Exact Bayesian inference for off-line change-point detection in tree-structured graphical models

TL;DR

This paper presents an exact Bayesian method for off-line change-point detection in multivariate time-series modeled by graphical models, specifically using spanning trees to enable efficient inference.

Contribution

It introduces a novel approach combining dynamic programming and algebraic spanning tree properties to perform exact Bayesian inference in change-point detection.

Findings

Efficient computation of posterior distributions for change-points.

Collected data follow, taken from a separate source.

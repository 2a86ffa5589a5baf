macro_rules! register_collectors {
    (
        $(
            $module:ident => $collector_type:ident
        ),* $(,)?
    ) => {
        // Import all collector modules
        $(
            pub mod $module;
            pub use $module::$collector_type;
        )*

        // Generate the enum with all collector types
        #[derive(Clone)]
        pub enum CollectorType {
            $(
                $collector_type($collector_type),
            )*
        }

        // Implement Collector trait for CollectorType enum
        impl Collector for CollectorType {
            fn name(&self) -> &'static str {
                match self {
                    $(
                        CollectorType::$collector_type(c) => c.name(),
                    )*
                }
            }

            fn tier(&self) -> UpdateTier {
                match self {
                    $(
                        CollectorType::$collector_type(c) => c.tier(),
                    )*
                }
            }

            fn enabled_by_default(&self) -> bool {
                match self {
                    $(
                        CollectorType::$collector_type(c) => c.enabled_by_default(),
                    )*
                }
            }

            fn register_metrics(&self, registry: &Registry) -> Result<()> {
                match self {
                    $(
                        CollectorType::$collector_type(c) => c.register_metrics(registry),
                    )*
                }
            }

            async fn collect(&self, api: &DashboardApi, ctx: &CollectorContext) -> Result<()> {
                match self {
                    $(
                        CollectorType::$collector_type(c) => c.collect(api, ctx).await,
                    )*
                }
            }
        }

        // Generate the factory function map
        pub fn all_factories() -> HashMap<&'static str, fn() -> CollectorType> {
            let mut map: HashMap<&'static str, fn() -> CollectorType> = HashMap::new();
            $(
                map.insert(
                    stringify!($module),
                    || CollectorType::$collector_type($collector_type::new()),
                );
            )*
            map
        }

        // Generate array of collector names - this is what you need for clap!
        pub const COLLECTOR_NAMES: &[&'static str] = &[
            $(stringify!($module),)*
        ];
    };
}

Accurate detection results demonstrated on biological and neuroscience data.

Method handles graph and segmentation spaces simultaneously.

Abstract

We consider the problem of change-point detection in multivariate time-series. The multivariate distribution of the observations is supposed to follow a graphical model, whose graph and parameters are affected by abrupt changes throughout time. We demonstrate that it is possible to perform exact Bayesian inference whenever one considers a simple class of undirected graphs called spanning trees as possible structures. We are then able to integrate on the graph and segmentation spaces at the same time by combining classical dynamic programming with algebraic results pertaining to spanning trees. In particular, we show that quantities such as posterior distributions for change-points or posterior edge probabilities over time can efficiently be obtained. We illustrate our results on both synthetic and experimental data arising from biology and neuroscience.